Thursday, August 28, 2014

The Letter to Claudia


In Rome, Italy, 1976, American citizens -- even those with meager means, no prospects, and sharp, critical tongues -- were invited to the American Emabassy for a bicentennial, July 4th party.

After presenting my passport and walking through the gates (guarded by soldiers with automatic weapons) I joined my fellow revelers.

Most of them were insiders, decidedly East Coast Ivy League types, but a few were like me and there for the food.

It has never ceased to amaze me that so many Americans have so much money. In gatherings like this, everyone seems to be floating on fortunes, fortunes that open doors and make dreaming about what you want to be and where you want to go as natural as breathing.

Now, there is a myth that all Americans get to do that because dreams don't cost anything.

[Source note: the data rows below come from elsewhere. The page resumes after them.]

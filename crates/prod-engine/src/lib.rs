#![deny(warnings)]

//! Conversion calculators for production sites.
//!
//! This module provides the machinery behind both calculator directions:
//! - Cycle resolution of a formula against a bounding request
//! - Conditional yield bonuses and their multiplier table
//! - Forward ("what do I get") and reverse ("what do I need") conversions
//! - A single-site session modeling the two entry panels

use prod_core::{
    has_effect, ActiveEffect, EffectKind, Formula, Group, ResourceId, ResourceSet, Site,
    SiteCategory,
};
use rust_decimal::prelude::ToPrimitive;
use rust_decimal::Decimal;
use serde::Serialize;
use std::collections::BTreeMap;
use thiserror::Error;
use tracing::{debug, warn};

/// Hard ceiling on cycles resolved in one pass. Site quantities are tens to
/// low hundreds; reaching this means the formula is effectively ungated.
pub const MAX_CYCLES_PER_PASS: i64 = 100_000;

/// Which side of a formula the request bounds.
#[derive(Clone, Copy, Debug, PartialEq, Eq)]
pub enum Direction {
    /// Consume available inputs, produce outputs.
    Forward,
    /// Match desired outputs, report required inputs.
    Reverse,
}

/// Consumption and production of a resolved formula pass.
#[derive(Clone, Debug, Default, PartialEq, Eq, Serialize)]
pub struct Resolution {
    /// Inputs consumed over all cycles.
    pub consumed: ResourceSet,
    /// Outputs produced over all cycles, before any yield bonus.
    pub produced: ResourceSet,
}

/// Errors raised by the conversion calculations.
#[derive(Debug, Error, PartialEq)]
pub enum CalcError {
    /// The site directory delivered a processing site without formulas.
    #[error("site has no conversion formulas")]
    NoFormulas,
    /// No entered quantity parsed to a positive value.
    #[error("no positive quantities in the request")]
    EmptyRequest,
}

/// Resolves how many whole cycles of `formula` fit inside `request`.
///
/// The request bounds the formula's input side in the forward direction and
/// its output side in reverse. Independently of the request, the total
/// output may not exceed the formula's cap. The returned sets are the
/// formula sides scaled by the largest cycle count satisfying both bounds.
///
/// An empty request side never gates, so extraction formulas are bounded by
/// their cap alone. A cap naming an identifier the formula does not produce
/// can never bind and is ignored wholesale. When neither bound applies the
/// search stops at [`MAX_CYCLES_PER_PASS`].
pub fn resolve_cycles(formula: &Formula, direction: Direction, request: &ResourceSet) -> Resolution {
    let request_side = match direction {
        Direction::Forward => &formula.inputs,
        Direction::Reverse => &formula.outputs,
    };
    let capped = formula.cap_is_consistent();
    if !capped {
        debug!("output cap names identifiers outside the outputs; resolving uncapped");
    }

    let mut cycles: i64 = 0;
    while cycles < MAX_CYCLES_PER_PASS {
        let next = cycles + 1;
        if !request.dominates(&request_side.scale(next)) {
            break;
        }
        if capped && !formula.output_cap.dominates(&formula.outputs.scale(next)) {
            break;
        }
        cycles = next;
    }
    if cycles == MAX_CYCLES_PER_PASS {
        warn!(cycles, "cycle resolution hit the per-pass clamp; formula is ungated");
    }

    Resolution {
        consumed: formula.inputs.scale(cycles),
        produced: formula.outputs.scale(cycles),
    }
}

/// Multiplier table for the conditional yield bonuses.
///
/// Every factor is expected to be at least 1. The production bonus is
/// deliberately data rather than a literal at each call site: the observed
/// behavior of an earlier build disagreed between call sites, and the
/// canonical value now lives here and nowhere else.
#[derive(Clone, Debug, PartialEq, Eq)]
pub struct YieldRates {
    /// Bonus for extractive sites of groups under a higher-extraction effect.
    pub extraction_bonus: Decimal,
    /// Bonus for processing sites of groups under a higher-production effect.
    pub production_bonus: Decimal,
    /// Bonus for processing sites with the upgrade bonus tier unlocked.
    pub tier_bonus: Decimal,
}

impl Default for YieldRates {
    fn default() -> Self {
        Self {
            extraction_bonus: Decimal::new(12, 1), // 1.2
            production_bonus: Decimal::new(12, 1), // 1.2
            tier_bonus: Decimal::new(15, 1),       // 1.5
        }
    }
}

/// Effective output multiplier for a site owned by `group` under `effects`.
///
/// Extractive sites earn the extraction bonus when an effect targets their
/// group. Processing sites stack the production bonus (when targeted) with
/// the tier bonus (when unlocked). The multiplier applies to produced
/// quantities only, never to consumed ones.
pub fn yield_multiplier(
    category: SiteCategory,
    group: Option<&Group>,
    effects: &[ActiveEffect],
    bonus_tier_unlocked: bool,
    rates: &YieldRates,
) -> Decimal {
    match category {
        SiteCategory::Extractive => {
            if has_effect(effects, EffectKind::HigherExtractionYield, group) {
                rates.extraction_bonus
            } else {
                Decimal::ONE
            }
        }
        SiteCategory::Processing => {
            let production = if has_effect(effects, EffectKind::HigherProductionYield, group) {
                rates.production_bonus
            } else {
                Decimal::ONE
            };
            let tier = if bonus_tier_unlocked {
                rates.tier_bonus
            } else {
                Decimal::ONE
            };
            production * tier
        }
    }
}

/// Scales every produced count by `multiplier`, truncating fractions.
fn apply_yield(produced: &ResourceSet, multiplier: Decimal) -> ResourceSet {
    if multiplier == Decimal::ONE {
        return produced.clone();
    }
    let mut boosted = ResourceSet::new();
    for (id, count) in produced.iter() {
        let scaled = (Decimal::from(count) * multiplier).floor();
        boosted.set(id.clone(), scaled.to_i64().unwrap_or(i64::MAX));
    }
    boosted
}

/// Parses one user-entered quantity. Quantities are whole non-negative
/// units entered as decimal digits; blank or unparseable input counts as
/// zero. The whole string must parse, so "12x" is zero, not twelve.
pub fn parse_quantity(raw: &str) -> i64 {
    raw.trim()
        .parse::<u64>()
        .map_or(0, |v| v.min(i64::MAX as u64) as i64)
}

/// Collects entered quantities into a request, dropping non-positive ones.
fn parse_request(values: &BTreeMap<ResourceId, String>) -> ResourceSet {
    let mut request = ResourceSet::new();
    for (id, raw) in values {
        let count = parse_quantity(raw);
        if count > 0 {
            request.set(id.clone(), count);
        }
    }
    request
}

/// Like [`parse_request`], but pre-divides each desired quantity by the
/// yield multiplier with ceiling division, so that the bonus, reapplied on
/// production, meets or exceeds the entered ask.
fn parse_scaled_request(
    values: &BTreeMap<ResourceId, String>,
    multiplier: Decimal,
) -> ResourceSet {
    let mut request = ResourceSet::new();
    for (id, raw) in values {
        let count = parse_quantity(raw);
        if count > 0 {
            let scaled = if multiplier == Decimal::ONE {
                count
            } else {
                (Decimal::from(count) / multiplier)
                    .ceil()
                    .to_i64()
                    .unwrap_or(i64::MAX)
            };
            request.set(id.clone(), scaled);
        }
    }
    request
}

/// Outcome of a forward calculation: what the site makes from a supply.
#[derive(Clone, Debug, Default, PartialEq, Eq, Serialize)]
pub struct ForwardResult {
    /// Total produced output, yield bonus applied.
    pub produced: ResourceSet,
    /// Supplied resources no formula consumed.
    pub leftover: ResourceSet,
}

/// Outcome of a reverse calculation: what a desired yield costs.
#[derive(Clone, Debug, Default, PartialEq, Eq, Serialize)]
pub struct ReverseResult {
    /// Inputs required to cover the satisfiable part of the ask.
    pub required: ResourceSet,
    /// Desired outputs no formula could satisfy.
    pub leftover: ResourceSet,
}

/// Forward conversion: supplied resources are fed through the site's
/// formulas in list order, each formula consuming from what the previous
/// ones left. The yield bonus applies once, to the summed output.
///
/// An extractive site ignores the supply entirely and returns its fixed
/// outputs scaled by the yield multiplier.
pub fn convert_from(
    site: &Site,
    group: Option<&Group>,
    effects: &[ActiveEffect],
    rates: &YieldRates,
    supplied: &BTreeMap<ResourceId, String>,
) -> Result<ForwardResult, CalcError> {
    let multiplier = yield_multiplier(site.category, group, effects, site.bonus_tier_unlocked, rates);

    if site.category == SiteCategory::Extractive {
        return Ok(ForwardResult {
            produced: apply_yield(&site.fixed_outputs, multiplier).normalized(),
            leftover: ResourceSet::new(),
        });
    }
    if site.formulas.is_empty() {
        return Err(CalcError::NoFormulas);
    }

    let request = parse_request(supplied);
    if request.is_empty() {
        return Err(CalcError::EmptyRequest);
    }

    let mut remaining = request;
    let mut produced = ResourceSet::new();
    for formula in &site.formulas {
        let resolution = resolve_cycles(formula, Direction::Forward, &remaining);
        remaining = remaining.merge(&resolution.consumed, -1);
        produced = produced.merge(&resolution.produced, 1);
    }

    Ok(ForwardResult {
        produced: apply_yield(&produced, multiplier).normalized(),
        leftover: remaining.normalized(),
    })
}

/// Reverse conversion: desired output quantities are matched against the
/// formulas in list order, returning the inputs required to cover them.
/// Desired counts are pre-divided by the yield multiplier (ceiling), since
/// the bonus will be earned again when the site actually produces.
pub fn convert_to(
    site: &Site,
    group: Option<&Group>,
    effects: &[ActiveEffect],
    rates: &YieldRates,
    desired: &BTreeMap<ResourceId, String>,
) -> Result<ReverseResult, CalcError> {
    if site.category == SiteCategory::Processing && site.formulas.is_empty() {
        return Err(CalcError::NoFormulas);
    }

    let multiplier = yield_multiplier(site.category, group, effects, site.bonus_tier_unlocked, rates);
    let request = parse_scaled_request(desired, multiplier);
    if request.is_empty() {
        return Err(CalcError::EmptyRequest);
    }

    let mut remaining = request;
    let mut required = ResourceSet::new();
    for formula in &site.formulas {
        let resolution = resolve_cycles(formula, Direction::Reverse, &remaining);
        remaining = remaining.merge(&resolution.produced, -1);
        required = required.merge(&resolution.consumed, 1);
    }

    Ok(ReverseResult {
        required: required.normalized(),
        leftover: remaining.normalized(),
    })
}

/// A single-site calculation session: the selected site, its owning group,
/// the active effects, and the pending entries of both panels.
///
/// The panels are alternatives, not a joint query: running one direction
/// clears the opposite panel's pending values. A site without formulas
/// fails before anything is cleared.
#[derive(Clone, Debug)]
pub struct SiteSession {
    site: Site,
    group: Option<Group>,
    effects: Vec<ActiveEffect>,
    rates: YieldRates,
    supply: BTreeMap<ResourceId, String>,
    demand: BTreeMap<ResourceId, String>,
}

impl SiteSession {
    /// Opens a session for one scanned site.
    pub fn new(site: Site, group: Option<Group>, effects: Vec<ActiveEffect>, rates: YieldRates) -> Self {
        Self {
            site,
            group,
            effects,
            rates,
            supply: BTreeMap::new(),
            demand: BTreeMap::new(),
        }
    }

    /// The session's site.
    pub fn site(&self) -> &Site {
        &self.site
    }

    /// The owning group, when the site has one.
    pub fn group(&self) -> Option<&Group> {
        self.group.as_ref()
    }

    /// Pending supply-panel entries.
    pub fn supply(&self) -> &BTreeMap<ResourceId, String> {
        &self.supply
    }

    /// Pending demand-panel entries.
    pub fn demand(&self) -> &BTreeMap<ResourceId, String> {
        &self.demand
    }

    /// Stores a supply-panel entry verbatim; parsing happens on calculation.
    pub fn set_supply(&mut self, id: ResourceId, value: impl Into<String>) {
        self.supply.insert(id, value.into());
    }

    /// Stores a demand-panel entry verbatim.
    pub fn set_demand(&mut self, id: ResourceId, value: impl Into<String>) {
        self.demand.insert(id, value.into());
    }

    /// Runs the forward calculation from the supply panel, clearing the
    /// demand panel once the site is known to have formulas.
    pub fn calculate_from(&mut self) -> Result<ForwardResult, CalcError> {
        if self.site.category == SiteCategory::Processing && self.site.formulas.is_empty() {
            return Err(CalcError::NoFormulas);
        }
        self.demand.clear();
        convert_from(
            &self.site,
            self.group.as_ref(),
            &self.effects,
            &self.rates,
            &self.supply,
        )
    }

    /// Runs the reverse calculation from the demand panel, clearing the
    /// supply panel once the site is known to have formulas.
    pub fn calculate_to(&mut self) -> Result<ReverseResult, CalcError> {
        if self.site.category == SiteCategory::Processing && self.site.formulas.is_empty() {
            return Err(CalcError::NoFormulas);
        }
        self.supply.clear();
        convert_to(
            &self.site,
            self.group.as_ref(),
            &self.effects,
            &self.rates,
            &self.demand,
        )
    }
}

/// Largest useful quantity to enter for `resource` on the supply side: the
/// summed input amount that carries each formula exactly to its cap.
///
/// Consumed quantities take no yield bonus, so no multiplier applies here.
/// Formulas whose cap cannot bind contribute nothing, as they offer no
/// useful ceiling.
pub fn max_supply_hint(site: &Site, resource: &ResourceId) -> i64 {
    let mut total = Decimal::ZERO;
    for formula in &site.formulas {
        let per_cycle = formula.inputs.get(resource);
        if per_cycle <= 0 {
            continue;
        }
        let mut allowed_cycles: Option<Decimal> = None;
        for (cap_id, cap_count) in formula.output_cap.iter() {
            let per_output = formula.outputs.get(cap_id);
            if per_output <= 0 {
                continue;
            }
            let ratio = Decimal::from(cap_count) / Decimal::from(per_output);
            allowed_cycles = Some(match allowed_cycles {
                Some(best) if best <= ratio => best,
                _ => ratio,
            });
        }
        if let Some(cycles) = allowed_cycles {
            total += Decimal::from(per_cycle) * cycles;
        }
    }
    total.floor().to_i64().unwrap_or(0)
}

/// Largest demand quantity the site can satisfy for `resource` in one
/// pass: the best formula's output cap, yield bonus applied.
pub fn max_demand_hint(site: &Site, resource: &ResourceId, multiplier: Decimal) -> i64 {
    let mut best: i64 = 0;
    for formula in &site.formulas {
        if !formula.outputs.contains(resource) {
            continue;
        }
        let cap = formula.output_cap.get(resource);
        if cap <= 0 {
            continue;
        }
        let boosted = (Decimal::from(cap) * multiplier)
            .floor()
            .to_i64()
            .unwrap_or(0);
        best = best.max(boosted);
    }
    best
}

Well, they don't cost anything until you try to realize them. Then they tend to cost plenty.

So, as I talked with my fellow misfits, those of us tolerated for a day before being locked out, it occurred to me that I had not written my girlfriend of the time, Claudia, a letter for a long time.

I had been traveling around Europe for two months at that point and thought about her often, but had not actually sat down and sent her a letter.

I felt bad.

It may have been the guilt of not writing and the need to make it right, the opulent surroundings, the good wine, the clever talk, or something else, but I wrote a great letter.

It was funny, romantic, informative, intellectually engaging, emotionally gratifying, with only mildly annoying penmanship.

I sent it that night, an Aerogram, and dreamed of Claudia reading it back in Wisconsin, picturing me vagabonding in Europe, her picture next to my heart, and seeing a version of me that I could never really attain.

Then, in my visions of return home, I saw her running toward me, tears in her eyes, letter in her hand, certain beyond any doubt that I taken hold of life in its least compromised form, had captured a moment on the page, had lain the first brick of a long and rewarding career in letters.

Well, it didn't turn out that way.

When I got back to Wisconsin, Claudia was gone to Sri Lanka doing a semester abroad. Her trip may have been more interesting and exotic than mine.

I got a job harvesting tobacco and waited for her to return.

When she did, she looked different, more stunning even than before, with eyes that saw something far beyond me when she looked at me.

After hearing about trip and watching her dance Sri Lancan dance, and giving re-entry enough time to settle, I asked her about the letter.

"What letter?" she said.

"The one I mailed you from Italy, the one that was the best writing I would ever do, the one that his all the right notes," I answered, puzzled.

"Oh, it must have gone down with the mail boat that was torpedoed by the Tamil Tigers while I was there," She mused.

It took a while for that to sink in.

My letter was at the bottom of the Indian Ocean.

Hmmmmm.

"But you can tell me what was in it," she offered. "Yes, now I want to know. If it was so good, surely you can recreate it."

Well, I did my best. It went pretty well, judging from her response.

I don't remember what I was able to compose from those fragments of memory, but the revision may have been better than the original.

I have heard that some writers write a draft and then lock it up or shred it so that only the strong parts make it the next draft.

That may be true, but it is scary. I want that letter at the bottom of an ocean to be what I thought it was, that it might stand as a testimony to a magic moment, that it might survive the gauntlet of time, might never be tarnished or misplaced.